- Seal
- Lenggong Location within Malaysia
- Coordinates: 5°6′37″N 100°58′8″E﻿ / ﻿5.11028°N 100.96889°E
- Country: Malaysia
- State: Perak
- District: Hulu Perak

Government
- • Type: Local government
- • Body: Lenggong District Council
- • President: Mohd Amzari Mohd Arzami
- Time zone: UTC+8 (Malaysian Standard Time)
- Website: www.mdlg.gov.my

= Lenggong (town) =

Mukim in Hulu Perak, Perak, Malaysia

Lenggong (Jawi: لڠڬوڠ) is a town, a mukim and a parliamentary constituency in Hulu Perak District, Perak, Malaysia.The town of Lenggong is situated some 100 kilometres north of Ipoh on the Kuala Kangsar to Grik road (highway 76). The road to Lenggong is surrounded mostly by oil palm estates and jungles.

== Geography ==
Lenggong is situated in the Lenggong Valley, sandwiched between the Bintang and Titiwangsa Ranges. It is a rural area, with small kampongs surrounded by green vegetation and limestone hills with numerous caves. The Lenggong Valley is one of Peninsular Malaysia's most important areas for archaeology, as excavations have revealed many traces of Malaysia's prehistory, with finds such as cave drawings, jewellery, pottery, weapons and stone tools. It is the site of one of the oldest known place of human activity in the Peninsula.
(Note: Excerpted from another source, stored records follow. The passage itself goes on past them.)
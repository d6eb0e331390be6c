//! Expression evaluation engine
//!
//! Walks a compiled [`Expression`] tree against a [`Scope`]. Failures carry
//! the byte position of the sub-expression that raised them.

mod field_lookup;
mod operators;

use crate::functions;
use field_lookup::{get_index, get_member};
use jdm_core::ast::{Expression, ExpressionKind, Operator};
use jdm_core::{ExpressionError, Value};
use operators::{execute_binary_op, execute_unary_op, interval_contains};
use std::collections::HashMap;

type Result<T> = std::result::Result<T, ExpressionError>;

/// Variables visible to an expression
#[derive(Debug, Clone, Copy)]
pub struct Scope<'a> {
    /// Node input; bare identifiers are looked up here first
    input: &'a Value,
    /// Call context, reachable through `$context` and as identifier fallback
    context: &'a Value,
    /// Overrides `$` (the column value inside decision-table cells)
    subject: Option<&'a Value>,
}

impl<'a> Scope<'a> {
    pub fn new(input: &'a Value, context: &'a Value) -> Self {
        Self {
            input,
            context,
            subject: None,
        }
    }

    /// Bind `$` to `subject` instead of the node input
    pub fn with_subject(self, subject: &'a Value) -> Self {
        Self {
            subject: Some(subject),
            ..self
        }
    }

    fn dollar(&self) -> &'a Value {
        self.subject.unwrap_or(self.input)
    }

    /// A bare `input` that is not a field of either value names the node input
    fn resolve(&self, name: &str) -> Value {
        match self.input.get(name).or_else(|| self.context.get(name)) {
            Some(value) => value.clone(),
            None if name == "input" => self.input.clone(),
            None => Value::Null,
        }
    }
}

/// Expression evaluator
pub struct Evaluator;

impl Evaluator {
    /// Evaluate an expression to a value
    pub fn evaluate(expr: &Expression, scope: &Scope<'_>) -> Result<Value> {
        match &expr.kind {
            ExpressionKind::Literal(value) => Ok(value.clone()),
            ExpressionKind::Identifier(name) => Ok(scope.resolve(name)),
            ExpressionKind::Input => Ok(scope.dollar().clone()),
            ExpressionKind::Context => Ok(scope.context.clone()),

            ExpressionKind::Member { object, property } => {
                let target = Self::evaluate(object, scope)?;
                get_member(&target, property).map_err(|e| e.at(expr.position))
            }
            ExpressionKind::Index { object, index } => {
                let target = Self::evaluate(object, scope)?;
                let index = Self::evaluate(index, scope)?;
                get_index(&target, &index).map_err(|e| e.at(expr.position))
            }

            ExpressionKind::Binary { left, op, right } => {
                Self::evaluate_binary(expr.position, left, *op, right, scope)
            }
            ExpressionKind::Unary { op, operand } => {
                let value = Self::evaluate(operand, scope)?;
                execute_unary_op(&value, *op).map_err(|e| e.at(expr.position))
            }

            ExpressionKind::FunctionCall { name, args } => {
                let values = args
                    .iter()
                    .map(|arg| Self::evaluate(arg, scope))
                    .collect::<Result<Vec<_>>>()?;
                functions::call(name, &values).map_err(|e| e.at(expr.position))
            }

            ExpressionKind::Ternary {
                condition,
                true_expr,
                false_expr,
            } => {
                if Self::test(condition, scope)? {
                    Self::evaluate(true_expr, scope)
                } else {
                    Self::evaluate(false_expr, scope)
                }
            }

            ExpressionKind::Array(items) => items
                .iter()
                .map(|item| Self::evaluate(item, scope))
                .collect::<Result<Vec<_>>>()
                .map(Value::Array),
            ExpressionKind::Object(entries) => {
                let mut map = HashMap::with_capacity(entries.len());
                for (key, value) in entries {
                    map.insert(key.clone(), Self::evaluate(value, scope)?);
                }
                Ok(Value::Object(map))
            }

            ExpressionKind::Interval { .. } => Err(ExpressionError::new(
                "An interval can only be used on the right of 'in'",
                expr.position,
            )),
        }
    }

    /// Evaluate an expression and reduce it to its truthiness
    pub fn test(expr: &Expression, scope: &Scope<'_>) -> Result<bool> {
        Self::evaluate(expr, scope).map(|value| value.is_truthy())
    }

    fn evaluate_binary(
        position: usize,
        left: &Expression,
        op: Operator,
        right: &Expression,
        scope: &Scope<'_>,
    ) -> Result<Value> {
        match op {
            Operator::And => {
                if !Self::test(left, scope)? {
                    return Ok(Value::Bool(false));
                }
                Self::test(right, scope).map(Value::Bool)
            }
            Operator::Or => {
                if Self::test(left, scope)? {
                    return Ok(Value::Bool(true));
                }
                Self::test(right, scope).map(Value::Bool)
            }
            Operator::In | Operator::NotIn => {
                if let ExpressionKind::Interval {
                    start,
                    end,
                    start_inclusive,
                    end_inclusive,
                } = &right.kind
                {
                    let value = Self::evaluate(left, scope)?;
                    let start = Self::evaluate(start, scope)?;
                    let end = Self::evaluate(end, scope)?;
                    let inside =
                        interval_contains(&value, &start, &end, *start_inclusive, *end_inclusive)
                            .map_err(|e| e.at(position))?;
                    return Ok(Value::Bool(inside == (op == Operator::In)));
                }
                Self::evaluate_operands(position, left, op, right, scope)
            }
            _ => Self::evaluate_operands(position, left, op, right, scope),
        }
    }

    fn evaluate_operands(
        position: usize,
        left: &Expression,
        op: Operator,
        right: &Expression,
        scope: &Scope<'_>,
    ) -> Result<Value> {
        let left = Self::evaluate(left, scope)?;
        let right = Self::evaluate(right, scope)?;
        execute_binary_op(&left, op, &right).map_err(|e| e.at(position))
    }
}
The Lenggong Valley was listed by UNESCO as a World Heritage Site on 30 June 2012.

== Cuisine ==
Lenggong is also famous for its freshwater fish dishes. One local delicacy from freshwater fish is pekasam, where the fish is marinated in salt and toasted rice, followed by fermentation for two weeks. Another specialty of Lenggong is the fruit salad kebebe.